Your instructions:
Retype every entry below without altering anything.

[[ Material provided, beginning ]]

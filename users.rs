use crate::error::{Error, Result};
use crate::models::{millis_to_datetime, UserId, UserRecord};
use rusqlite::{params, Connection, OptionalExtension};

pub fn create_user(conn: &Connection, full_name: &str, email: &str) -> Result<UserRecord> {
    let full_name = full_name.trim();
    let email = email.trim();
    if full_name.is_empty() || email.is_empty() {
        return Err(Error::InvalidInput("full name and email are required".into()));
    }
    let now = chrono::Utc::now().timestamp_millis();
    let inserted = conn.execute(
        "INSERT INTO users (full_name, email, created_at) VALUES (?1, ?2, ?3)",
        params![full_name, email, now],
    );
    match inserted {
        Ok(_) => {}
        Err(rusqlite::Error::SqliteFailure(err, _))
            if err.code == rusqlite::ErrorCode::ConstraintViolation =>
        {
            return Err(Error::Conflict(format!("email {email} is already registered")));
        }
        Err(err) => return Err(err.into()),
    }
    let id = UserId(conn.last_insert_rowid());
    log::info!("Created user {id}");
    Ok(UserRecord {
        id,
        full_name: full_name.to_string(),
        email: email.to_string(),
        created_at: millis_to_datetime(now),
    })
}

pub fn user_exists(conn: &Connection, id: UserId) -> Result<bool> {
    let found: Option<i64> = conn
        .query_row("SELECT 1 FROM users WHERE id = ?1", params![id.0], |row| {
            row.get(0)
        })
        .optional()?;
    Ok(found.is_some())
}

#[cfg(test)]
mod tests {
    use super::*;
    use crate::db::test_pool;

    #[test]
    fn created_user_exists() {
        let pool = test_pool();
        let conn = pool.get().unwrap();
        let user = create_user(&conn, "Amal Haddad", "amal@example.com").unwrap();
        assert!(user_exists(&conn, user.id).unwrap());
        assert!(!user_exists(&conn, UserId(user.id.0 + 100)).unwrap());
    }

    #[test]
    fn email_is_unique_ignoring_case() {
        let pool = test_pool();
        let conn = pool.get().unwrap();
        create_user(&conn, "Amal Haddad", "amal@example.com").unwrap();
        let err = create_user(&conn, "Other", "AMAL@example.com").unwrap_err();
        assert!(matches!(err, Error::Conflict(_)));
        assert_eq!(err.status_code(), 409);
    }

    #[test]
    fn blank_fields_are_rejected() {
        let pool = test_pool();
        let conn = pool.get().unwrap();
        let err = create_user(&conn, " ", "x@example.com").unwrap_err();
        assert!(matches!(err, Error::InvalidInput(_)));
        assert_eq!(err.status_code(), 400);
        assert!(create_user(&conn, "Amal", "").is_err());
    }
}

[[ Material provided, end ]]

Final answer:
filename users.rs
use crate::error::{Error, Result};
use crate::models::{millis_to_datetime, UserId, UserRecord};
use rusqlite::{params, Connection, OptionalExtension};

pub fn create_user(conn: &Connection, full_name: &str, email: &str) -> Result<UserRecord> {
    let full_name = full_name.trim();
    let email = email.trim();
    if full_name.is_empty() || email.is_empty() {
        return Err(Error::InvalidInput("full name and email are required".into()));
    }
    let now = chrono::Utc::now().timestamp_millis();
    let inserted = conn.execute(
        "INSERT INTO users (full_name, email, created_at) VALUES (?1, ?2, ?3)",
        params![full_name, email, now],
    );
    match inserted {
        Ok(_) => {}
        Err(rusqlite::Error::SqliteFailure(err, _))
            if err.code == rusqlite::ErrorCode::ConstraintViolation =>
        {
            return Err(Error::Conflict(format!("email {email} is already registered")));
        }
        Err(err) => return Err(err.into()),
    }
    let id = UserId(conn.last_insert_rowid());
    log::info!("Created user {id}");
    Ok(UserRecord {
        id,
        full_name: full_name.to_string(),
        email: email.to_string(),
        created_at: millis_to_datetime(now),
    })
}

pub fn user_exists(conn: &Connection, id: UserId) -> Result<bool> {
    let found: Option<i64> = conn
        .query_row("SELECT 1 FROM users WHERE id = ?1", params![id.0], |row| {
            row.get(0)
        })
        .optional()?;
    Ok(found.is_some())
}

#[cfg(test)]
mod tests {
    use super::*;
    use crate::db::test_pool;

    #[test]
    fn created_user_exists() {
        let pool = test_pool();
        let conn = pool.get().unwrap();
        let user = create_user(&conn, "Amal Haddad", "amal@example.com").unwrap();
        assert!(user_exists(&conn, user.id).unwrap());
        assert!(!user_exists(&conn, UserId(user.id.0 + 100)).unwrap());
    }

    #[test]
    fn email_is_unique_ignoring_case() {
        let pool = test_pool();
        let conn = pool.get().unwrap();
        create_user(&conn, "Amal Haddad", "amal@example.com").unwrap();
        let err = create_user(&conn, "Other", "AMAL@example.com").unwrap_err();
        assert!(matches!(err, Error::Conflict(_)));
        assert_eq!(err.status_code(), 409);
    }

    #[test]
    fn blank_fields_are_rejected() {
        let pool = test_pool();
        let conn = pool.get().unwrap();
        let err = create_user(&conn, " ", "x@example.com").unwrap_err();
        assert!(matches!(err, Error::InvalidInput(_)));
        assert_eq!(err.status_code(), 400);
        assert!(create_user(&conn, "Amal", "").is_err());
    }
}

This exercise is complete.